*WHAT NEEDS TO BE DONE*.
Filter these entries so that only lines with the word "OpenAiBackend" remain.

*DATA LISTING*.
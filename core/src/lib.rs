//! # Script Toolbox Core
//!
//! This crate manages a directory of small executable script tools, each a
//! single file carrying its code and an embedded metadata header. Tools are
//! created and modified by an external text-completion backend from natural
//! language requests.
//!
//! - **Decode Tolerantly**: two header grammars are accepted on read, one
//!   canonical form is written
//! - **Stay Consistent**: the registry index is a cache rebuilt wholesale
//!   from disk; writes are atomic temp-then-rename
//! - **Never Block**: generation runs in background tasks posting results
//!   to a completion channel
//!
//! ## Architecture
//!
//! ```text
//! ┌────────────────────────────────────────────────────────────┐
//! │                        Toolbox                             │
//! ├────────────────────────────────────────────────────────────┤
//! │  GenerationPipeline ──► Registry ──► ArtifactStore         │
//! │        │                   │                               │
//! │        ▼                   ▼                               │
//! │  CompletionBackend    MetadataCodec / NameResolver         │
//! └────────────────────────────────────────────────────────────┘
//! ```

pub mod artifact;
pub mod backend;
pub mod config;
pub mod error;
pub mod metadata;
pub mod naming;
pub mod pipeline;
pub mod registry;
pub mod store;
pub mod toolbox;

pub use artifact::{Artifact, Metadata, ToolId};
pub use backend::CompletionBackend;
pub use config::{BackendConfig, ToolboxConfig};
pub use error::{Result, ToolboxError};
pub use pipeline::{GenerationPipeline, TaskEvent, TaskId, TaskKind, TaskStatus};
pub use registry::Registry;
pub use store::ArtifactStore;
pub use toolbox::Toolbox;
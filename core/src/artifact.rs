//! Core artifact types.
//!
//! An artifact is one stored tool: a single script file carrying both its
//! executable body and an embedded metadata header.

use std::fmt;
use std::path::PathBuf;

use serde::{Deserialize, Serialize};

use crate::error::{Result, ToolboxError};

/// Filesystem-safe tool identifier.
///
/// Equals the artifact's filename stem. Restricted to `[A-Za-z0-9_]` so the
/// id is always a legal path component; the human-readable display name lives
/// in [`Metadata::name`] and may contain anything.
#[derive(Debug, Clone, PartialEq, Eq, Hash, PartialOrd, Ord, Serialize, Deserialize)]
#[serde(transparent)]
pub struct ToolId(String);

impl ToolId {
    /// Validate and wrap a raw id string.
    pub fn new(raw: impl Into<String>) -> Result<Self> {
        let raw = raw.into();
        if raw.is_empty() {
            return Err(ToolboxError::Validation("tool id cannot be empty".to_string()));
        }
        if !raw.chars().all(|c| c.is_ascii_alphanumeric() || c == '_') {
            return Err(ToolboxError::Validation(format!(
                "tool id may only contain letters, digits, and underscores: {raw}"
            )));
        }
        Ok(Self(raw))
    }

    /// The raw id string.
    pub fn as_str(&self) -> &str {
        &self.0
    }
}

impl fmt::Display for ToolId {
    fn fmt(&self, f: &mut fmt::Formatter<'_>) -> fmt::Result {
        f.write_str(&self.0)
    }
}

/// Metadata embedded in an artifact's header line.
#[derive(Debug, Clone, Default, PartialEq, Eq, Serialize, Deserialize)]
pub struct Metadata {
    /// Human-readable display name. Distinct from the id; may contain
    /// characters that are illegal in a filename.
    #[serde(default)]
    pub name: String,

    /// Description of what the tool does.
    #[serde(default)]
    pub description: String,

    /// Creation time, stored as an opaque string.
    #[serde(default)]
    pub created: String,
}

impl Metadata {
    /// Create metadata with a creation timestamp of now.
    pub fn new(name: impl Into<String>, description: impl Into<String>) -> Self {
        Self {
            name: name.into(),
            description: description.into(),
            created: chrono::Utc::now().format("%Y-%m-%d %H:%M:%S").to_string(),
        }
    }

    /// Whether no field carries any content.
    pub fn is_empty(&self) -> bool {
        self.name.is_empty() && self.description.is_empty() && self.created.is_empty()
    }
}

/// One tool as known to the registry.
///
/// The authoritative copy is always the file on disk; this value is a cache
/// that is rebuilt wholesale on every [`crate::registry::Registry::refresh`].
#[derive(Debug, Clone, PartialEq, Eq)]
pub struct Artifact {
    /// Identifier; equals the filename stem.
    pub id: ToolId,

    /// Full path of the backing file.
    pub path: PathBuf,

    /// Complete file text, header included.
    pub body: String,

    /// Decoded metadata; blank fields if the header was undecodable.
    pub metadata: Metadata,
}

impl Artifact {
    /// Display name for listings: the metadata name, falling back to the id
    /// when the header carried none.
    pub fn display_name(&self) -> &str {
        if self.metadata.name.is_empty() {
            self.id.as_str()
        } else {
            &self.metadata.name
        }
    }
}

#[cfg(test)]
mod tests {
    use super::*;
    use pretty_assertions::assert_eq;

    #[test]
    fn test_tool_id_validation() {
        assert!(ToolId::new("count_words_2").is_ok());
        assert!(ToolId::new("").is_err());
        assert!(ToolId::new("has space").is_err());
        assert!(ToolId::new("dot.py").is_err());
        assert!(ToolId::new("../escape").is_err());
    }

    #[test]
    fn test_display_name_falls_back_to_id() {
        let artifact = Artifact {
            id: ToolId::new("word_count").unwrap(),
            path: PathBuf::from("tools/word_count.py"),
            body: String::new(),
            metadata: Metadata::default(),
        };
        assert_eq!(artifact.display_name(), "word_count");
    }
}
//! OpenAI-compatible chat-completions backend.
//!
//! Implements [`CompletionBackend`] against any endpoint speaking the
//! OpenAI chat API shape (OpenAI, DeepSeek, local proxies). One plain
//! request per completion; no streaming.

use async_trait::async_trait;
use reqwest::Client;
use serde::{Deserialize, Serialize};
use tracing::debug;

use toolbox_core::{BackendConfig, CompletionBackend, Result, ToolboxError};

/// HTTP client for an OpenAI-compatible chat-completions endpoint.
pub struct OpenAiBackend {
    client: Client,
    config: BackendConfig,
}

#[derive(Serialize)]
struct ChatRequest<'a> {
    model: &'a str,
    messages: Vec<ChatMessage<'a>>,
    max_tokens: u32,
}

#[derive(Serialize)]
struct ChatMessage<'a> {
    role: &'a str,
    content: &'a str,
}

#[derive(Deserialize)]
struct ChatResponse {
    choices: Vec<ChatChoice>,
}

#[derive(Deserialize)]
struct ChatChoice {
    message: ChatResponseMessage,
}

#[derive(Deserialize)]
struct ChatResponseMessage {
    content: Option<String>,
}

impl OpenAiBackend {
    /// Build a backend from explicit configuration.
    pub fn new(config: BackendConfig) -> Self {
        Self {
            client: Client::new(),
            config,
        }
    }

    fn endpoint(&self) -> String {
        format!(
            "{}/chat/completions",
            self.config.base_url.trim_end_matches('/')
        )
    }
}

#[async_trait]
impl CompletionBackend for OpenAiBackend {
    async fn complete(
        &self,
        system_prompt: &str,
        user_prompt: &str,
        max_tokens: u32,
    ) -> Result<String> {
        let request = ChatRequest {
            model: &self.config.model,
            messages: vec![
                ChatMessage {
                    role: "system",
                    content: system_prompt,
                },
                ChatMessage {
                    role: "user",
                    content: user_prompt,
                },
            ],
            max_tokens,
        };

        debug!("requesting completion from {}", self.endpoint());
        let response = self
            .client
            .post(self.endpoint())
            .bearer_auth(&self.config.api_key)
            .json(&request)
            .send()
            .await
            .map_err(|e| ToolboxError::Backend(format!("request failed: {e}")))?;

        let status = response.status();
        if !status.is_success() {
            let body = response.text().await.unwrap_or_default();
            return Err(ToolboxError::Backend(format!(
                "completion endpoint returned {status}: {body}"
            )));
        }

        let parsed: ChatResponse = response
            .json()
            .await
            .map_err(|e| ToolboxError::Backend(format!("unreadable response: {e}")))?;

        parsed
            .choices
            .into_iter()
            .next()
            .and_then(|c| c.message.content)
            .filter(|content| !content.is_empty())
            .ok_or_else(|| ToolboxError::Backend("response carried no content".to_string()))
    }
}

--

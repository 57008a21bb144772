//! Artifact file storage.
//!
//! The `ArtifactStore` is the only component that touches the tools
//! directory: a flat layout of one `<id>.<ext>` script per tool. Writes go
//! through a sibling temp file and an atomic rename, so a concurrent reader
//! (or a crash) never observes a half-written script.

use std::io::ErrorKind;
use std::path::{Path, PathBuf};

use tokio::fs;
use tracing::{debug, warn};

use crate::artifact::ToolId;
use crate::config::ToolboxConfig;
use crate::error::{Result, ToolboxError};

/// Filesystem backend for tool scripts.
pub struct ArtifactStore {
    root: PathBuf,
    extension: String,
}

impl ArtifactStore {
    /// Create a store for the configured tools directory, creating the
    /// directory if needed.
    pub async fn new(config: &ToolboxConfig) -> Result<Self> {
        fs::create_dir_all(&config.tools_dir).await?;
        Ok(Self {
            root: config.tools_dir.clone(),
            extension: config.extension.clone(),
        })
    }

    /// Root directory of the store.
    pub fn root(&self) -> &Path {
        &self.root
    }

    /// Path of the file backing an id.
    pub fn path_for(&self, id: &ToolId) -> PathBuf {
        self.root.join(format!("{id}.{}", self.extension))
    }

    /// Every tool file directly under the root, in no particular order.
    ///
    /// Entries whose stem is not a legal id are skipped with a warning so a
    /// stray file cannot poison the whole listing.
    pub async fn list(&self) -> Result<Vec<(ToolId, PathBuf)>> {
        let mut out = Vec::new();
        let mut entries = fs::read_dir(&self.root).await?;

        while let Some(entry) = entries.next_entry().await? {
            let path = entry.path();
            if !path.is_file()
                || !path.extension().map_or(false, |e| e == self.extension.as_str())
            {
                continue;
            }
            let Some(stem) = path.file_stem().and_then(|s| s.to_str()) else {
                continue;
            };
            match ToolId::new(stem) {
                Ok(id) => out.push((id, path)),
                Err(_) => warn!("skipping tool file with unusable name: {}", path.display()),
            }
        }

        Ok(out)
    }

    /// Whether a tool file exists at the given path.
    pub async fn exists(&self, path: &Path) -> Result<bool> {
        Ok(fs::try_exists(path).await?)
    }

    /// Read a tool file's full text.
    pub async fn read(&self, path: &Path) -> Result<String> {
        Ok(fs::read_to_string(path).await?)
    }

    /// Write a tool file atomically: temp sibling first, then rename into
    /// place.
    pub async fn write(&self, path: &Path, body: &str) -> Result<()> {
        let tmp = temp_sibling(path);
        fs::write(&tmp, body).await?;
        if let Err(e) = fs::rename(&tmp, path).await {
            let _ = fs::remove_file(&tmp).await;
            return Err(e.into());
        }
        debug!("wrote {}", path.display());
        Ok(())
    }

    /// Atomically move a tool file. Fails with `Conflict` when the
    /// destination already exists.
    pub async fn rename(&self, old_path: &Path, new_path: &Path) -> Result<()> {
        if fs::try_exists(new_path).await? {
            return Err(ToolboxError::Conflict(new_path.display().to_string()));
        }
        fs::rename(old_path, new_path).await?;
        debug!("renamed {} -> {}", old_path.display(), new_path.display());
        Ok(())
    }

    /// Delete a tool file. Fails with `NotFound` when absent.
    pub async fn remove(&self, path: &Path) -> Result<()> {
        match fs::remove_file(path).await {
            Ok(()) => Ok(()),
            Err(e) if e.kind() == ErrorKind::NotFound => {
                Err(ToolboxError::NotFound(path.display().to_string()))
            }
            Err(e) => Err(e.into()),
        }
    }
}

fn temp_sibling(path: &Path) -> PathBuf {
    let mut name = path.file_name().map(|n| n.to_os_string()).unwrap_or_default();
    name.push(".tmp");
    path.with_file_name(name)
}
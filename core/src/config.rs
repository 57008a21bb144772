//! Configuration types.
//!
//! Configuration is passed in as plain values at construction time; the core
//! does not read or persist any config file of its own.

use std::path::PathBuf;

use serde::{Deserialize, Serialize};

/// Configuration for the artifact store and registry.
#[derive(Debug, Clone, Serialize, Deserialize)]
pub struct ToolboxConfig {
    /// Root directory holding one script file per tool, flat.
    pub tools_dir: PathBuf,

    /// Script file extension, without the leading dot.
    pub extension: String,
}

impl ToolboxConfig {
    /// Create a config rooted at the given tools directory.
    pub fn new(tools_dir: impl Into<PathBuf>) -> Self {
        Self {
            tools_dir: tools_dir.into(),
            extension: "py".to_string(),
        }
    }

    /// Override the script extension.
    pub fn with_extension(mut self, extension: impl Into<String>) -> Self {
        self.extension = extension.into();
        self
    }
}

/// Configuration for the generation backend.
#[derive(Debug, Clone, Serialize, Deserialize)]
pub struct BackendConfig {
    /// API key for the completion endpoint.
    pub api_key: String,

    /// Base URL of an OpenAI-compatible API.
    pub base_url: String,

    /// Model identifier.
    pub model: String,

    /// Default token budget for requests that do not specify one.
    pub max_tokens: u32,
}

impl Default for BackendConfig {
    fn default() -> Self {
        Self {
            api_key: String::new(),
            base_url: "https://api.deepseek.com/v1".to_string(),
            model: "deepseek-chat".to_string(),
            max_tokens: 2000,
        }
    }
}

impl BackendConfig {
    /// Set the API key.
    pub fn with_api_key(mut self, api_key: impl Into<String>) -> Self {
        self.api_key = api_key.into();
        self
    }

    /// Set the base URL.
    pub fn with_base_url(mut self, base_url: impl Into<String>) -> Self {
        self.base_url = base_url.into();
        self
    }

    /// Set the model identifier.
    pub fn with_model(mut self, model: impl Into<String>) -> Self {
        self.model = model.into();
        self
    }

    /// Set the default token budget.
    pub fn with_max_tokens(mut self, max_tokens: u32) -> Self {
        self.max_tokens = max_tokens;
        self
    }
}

*RESULT FOR THIS TASK*.
pub struct OpenAiBackend {
impl OpenAiBackend {
impl CompletionBackend for OpenAiBackend {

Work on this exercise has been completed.